Damit sind wir auf dem Weg von der Eberjagd zum Plagiat im heutigen Sinne aber erst auf halber Strecke. Das Missing Link zwischen der Versklavung eines freien Bürgers und der Aneignung geistigen Eigentums finden wir im 1. Jahrhundert n. Chr. bei dem grossen Spötter Martial, im ersten Buch seiner Epigramme, unter Nr. 52. Irgendein Versemacher hatte Martials Gedichte an der Party irgendeines Quintianus als die seinen vorgetragen, und nun ersuchte Martial diesen Quintianus in lockeren Elfsilblern um mannhaften Rechtsbeistand für seine derart „versklavten“ Geisteskinder: „... Wenn sie sich über diesen Sklavendienst beklagen / und der Bursche sich dann noch ihren Herrn nennt, / sag, sie seien die Meinen, Freigelass’ne! / Ruf das drei- oder viermal in die Runde, / und bring so diesem Sklavenfänger Scham bei!“ - im lateinischen Original: „... impones plagiario pudorem!“
Gleich im folgenden Epigramm nimmt Martial wohl den gleichen Plagiator - hier heisst er Fidentinus - noch einmal ins Visier, und schon vorher im gleichen Buch, unter Nr. 38, hatte er auf ebendiesen Fidentinus ein geschliffenes Distichon abgeschossen: „Das du da rezitierst, das Buch, Fidentinus, ist meines; / doch so schlecht rezitiert, fängt es an, deines zu sein.“
Über das einprägsame Bild, in dem Martial von seinen herausgegebenen Versen als von seinen freigelassenen Sklaven und von jenem unverschämten Versedieb im gleichen, fortgeführten Bild als einem plagiarius, einem „Sklavenfänger“, spricht, ist das Wort zu seiner heute geläufigen Bedeutung gekommen. Die letzte Wegstrecke führte im 16. Jahrhundert zu einem französischen plagiaire und im 17. Jahrhundert zu einem französischen plagiat; im 18. Jahrhundert ist das französische Wort ins Deutsche übergegangen, und im 19. Jahrhundert hat schliesslich auch der bereits spätantike, ursprünglich mit dem plagiarius gleichbedeutende plagiator die doppelt übertragene Bedeutung eines Text- und Töneräubers angenommen.

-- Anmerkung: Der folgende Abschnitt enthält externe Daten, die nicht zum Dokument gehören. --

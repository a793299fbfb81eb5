//! Domain services for Foodfight.
//!
//! Services hold the business rules and talk to storage only through the
//! traits in [`crate::stores`]. Time-dependent operations take `now`
//! explicitly.

pub mod favorite;
pub mod invitation;
pub mod membership;
pub mod participation;
pub mod rating;
pub mod scoring;

pub use favorite::toggle_favorite;
pub use invitation::{InvitationJoin, VerifiedInvitation};
pub use rating::RestaurantDetails;
pub use scoring::{average_rating, overall_score};
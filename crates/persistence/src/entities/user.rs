//! User entity (database row mapping).

use chrono::{DateTime, Utc};
use sqlx::FromRow;
use uuid::Uuid;

/// Database row mapping for the users table.
#[derive(Debug, Clone, FromRow)]
pub struct UserEntity {
    pub id: Uuid,
    pub email: String,
    pub username: String,
    pub password_hash: String,
    pub first_name: String,
    pub last_name: String,
    pub bio: String,
    pub avatar_url: Option<String>,
    pub created_at: DateTime<Utc>,
    pub updated_at: DateTime<Utc>,
}

impl From<UserEntity> for domain::models::User {
    fn from(entity: UserEntity) -> Self {
        Self {
            id: entity.id,
            email: entity.email,
            username: entity.username,
            first_name: entity.first_name,
            last_name: entity.last_name,
            bio: entity.bio,
            avatar_url: entity.avatar_url,
            created_at: entity.created_at,
            updated_at: entity.updated_at,
        }
    }
}
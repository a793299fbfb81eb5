//! Database connection pool management.

use sqlx::postgres::PgPoolOptions;
use sqlx::PgPool;
use std::time::Duration;

/// Connection pool settings.
#[derive(Debug, Clone)]
pub struct DatabaseConfig {
    pub url: String,
    pub max_connections: u32,
    pub min_connections: u32,
    pub connect_timeout_secs: u64,
    pub idle_timeout_secs: u64,
}

/// Creates a PostgreSQL connection pool.
///
/// Connections are established lazily up to `min_connections`; the first
/// acquire fails after `connect_timeout_secs`.
pub async fn create_pool(config: &DatabaseConfig) -> Result<PgPool, sqlx::Error> {
    let pool = PgPoolOptions::new()
        .max_connections(config.max_connections)
        .min_connections(config.min_connections)
        .acquire_timeout(Duration::from_secs(config.connect_timeout_secs))
        .idle_timeout(Duration::from_secs(config.idle_timeout_secs))
        .connect(&config.url)
        .await?;

    tracing::debug!(
        max_connections = config.max_connections,
        min_connections = config.min_connections,
        "Database pool created"
    );
    Ok(pool)
}

/// Round-trips a trivial query; used by the readiness check.
pub async fn ping(pool: &PgPool) -> Result<(), sqlx::Error> {
    sqlx::query("SELECT 1").execute(pool).await.map(|_| ())
}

Noch ein Nachgedanke: Ist vielleicht die „Plage“ und die „Plackerei“ auf dem gleichen Stamm von Menschenraub und Versklavung gewachsen? Nein, das sind nur Lexikonnachbarn: Dahinter steht eine griechische plegé, „Schlag, Hieb“, die über eine gleichbedeutende lateinische plaga fast unverändert ins Alt-, Mittel- und Neuhochdeutsche herabgekommen ist.